ミーム リチャード・ドーキンス 利己的な遺伝子 佐野眞一 誰が「本」を殺すのか ミームとは本である
ミームの正体



ミームとか言う。
利己的の偉い人ドーキンスが思いついた言葉。

「文化の伝達や複製の基本単位」を、
 遺伝子=ジーン(gene)になぞらえてミーム(meme)と呼ぼうと。

「私たちが文化と呼ぶものはすべて原子のようなミームからできており、
 そのミームが互いに競合しているということになる。
 遺伝学が精子と卵子を通じて人から人へと広まって行くのと同じようにして、
 ミームは心から心へと移り広がっていく。
 競争に勝ったミームは、
 今日の文化を形成する活動や創造に大きく関与するのである」(ドーキンス)。

ダニエル・デネットという意識の解明の偉い人も
「ミームは一つの考え方である。
 しかも、それ自身が形を作り上げ、
 記憶に残る個別の単にとなっているような複雑なある種の考えを指す。
 そしてミームの物理的現れである媒介物によって広まっていく」
 と述べているらしい。

「ミームとは本である」(ドーキュンス)。
 ・・・いや、これは私が述べているらしい。

生物の進化には「こういう構造と役割の存在があるはずだ」ということで、
「遺伝子」という概念がまず出来て、
それからずっと後になって、その遺伝子の実体が「DNA」として発見された、
という経緯だったと思う。

これに倣って、
いくぶん怪しくいくらでも玩べそうな概念の「ミーム」だが、
その物理的実体は、なんと「HON」だった、と。
我々の思考や感覚は「本」の単位で伝達されるのである!

こんなこと誰でも言いそうなのに、
そうした論文は雑誌ネイチャーにまだ発表されていない。
だったらということで、私が今、断定した。

だいぶ前からそう思っていたのだが、
『だれが「本」を殺すのか』(佐野眞一著)を読んで、
ますますその感を強くした次第。

ここでは本にまつわる様々な話題が取り上げられるが、
どの話題も「ああ、あれね」と必ずいくらか思い当たる。
しかも、それらの話題は実に幅広く、
総合すれば世のあらゆる事象をカバーしてしまうのではないかと思わせるほどだ。
つまり、ここが肝心なのだが、
世界の事象は、しばしば本=書名と結び付いて整理・理解・記憶されるということだ。
すなわち、書籍はミームである。

引用もしておこう。

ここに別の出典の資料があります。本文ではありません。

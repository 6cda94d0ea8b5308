use thiserror::Error;
use tokio::task::JoinError;

#[derive(Debug, Error)]
pub enum StoreError {
    #[error(transparent)]
    Sqlite(#[from] rusqlite::Error),

    #[error("database task failed: {0}")]
    Join(#[from] JoinError),

    #[error("database connection lock is poisoned")]
    Poisoned,

    #[error("update has no fields to set")]
    EmptyUpdate,
}
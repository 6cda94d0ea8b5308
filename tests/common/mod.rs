#![allow(dead_code)]

use std::path::Path;
use noteful::app_setup::AppSetupFairing;
use noteful::bin_constants::IN_MEMORY_DATABASE_PATH;
use noteful::config::figment::FigmentExt;
use noteful::handlers::{ErrorBody, SerializedFolder, SerializedNote};
use rocket::figment::Figment;
use rocket::http::Status;
use rocket::local::blocking::{Client, LocalResponse};
use serde_json::{json, Value};

pub fn figment(database_path: impl AsRef<Path>) -> Figment {
    Figment::from(rocket::Config::debug_default())
        .setup_app_config_defaults()
        .merge(("database_path", database_path.as_ref()))
        .merge(("log_level", "off"))
}

pub fn client_for(figment: Figment) -> Client {
    Client::tracked(
        rocket::custom(figment).attach(AppSetupFairing::new())
    ).expect("valid rocket instance")
}

pub fn client() -> Client {
    client_for(figment(IN_MEMORY_DATABASE_PATH))
}

pub fn post_json<'c>(client: &'c Client, uri: &'static str, body: Value) -> LocalResponse<'c> {
    client.post(uri).json(&body).dispatch()
}

pub fn create_folder(client: &Client, name: &str) -> SerializedFolder {
    let response = post_json(client, "/folders", json!({ "folder_name": name }));
    assert_eq!(response.status(), Status::Created);
    response.into_json().expect("folder body")
}

pub fn create_note(
    client: &Client,
    name: &str,
    content: &str,
    folder_id: i64,
) -> SerializedNote {
    let response = post_json(
        client,
        "/notes",
        json!({ "note_name": name, "content": content, "folder_id": folder_id }),
    );
    assert_eq!(response.status(), Status::Created);
    response.into_json().expect("note body")
}

pub fn assert_error(response: LocalResponse<'_>, status: Status, message: &str) {
    assert_eq!(response.status(), status);
    assert_eq!(
        response.into_json::<ErrorBody>().expect("error body"),
        ErrorBody::new(message),
    );
}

なんとなく関連する部分。
これほどオンライン書店化のうねりが一気にふくれあがったのは、いうまでもなく、版元―取次―書店―読者という従来のパイプが完全に目詰まりを起こしているためだが、もう一つの理由として、本という商品が金融と同様、電子情報にしやすいという点があげられる。「本」は発売されたとたん「情報」となり、社会にサーキュレート(循環)する宿命を帯びている。この点に関してアマゾン・コムのジェフ・ベゾスが、eコマースビジネスをはじめるにあたって他の商品でなくイの一番に書籍に狙いを定めた理由として。「本を知らない人はいない」と述べているのは興味ぶかい。》(『だれが「本」を殺すのか』)

そんなわけで、きょうの文章もこうして
佐野眞一の「本」という単位で書かれた。
近ごろパソコンのディスクに蓄積されていくファイル(ファイル名)もまた、
気が付くと「本」の単位であることは多い。
さらには、先日感銘を受けたのも、斎藤美奈子『モダンガール論』という単位だったが、
この単位の伝播をGoogleで検索してみれば、
ネット上には、これまで知らなかった面白サイトが、
まだいくらでも生息しているんだなと驚く。
たとえば「東京上機嫌」=http://home2.highway.ne.jp/sinb/pro.html

世界は本というミームを媒介して繁茂するのだ。

さてさて『だれが「本」を殺すのか』は、
最後のほうで書評というテーマを設定していた。
がしかし、私の説によれば、インターネット時代において、
「書評とはコネクショニズム=ニューラルネットワークである」。
しかしこちらの論文は、こんど雑誌ムーに発表する予定なので、まだ明かせない。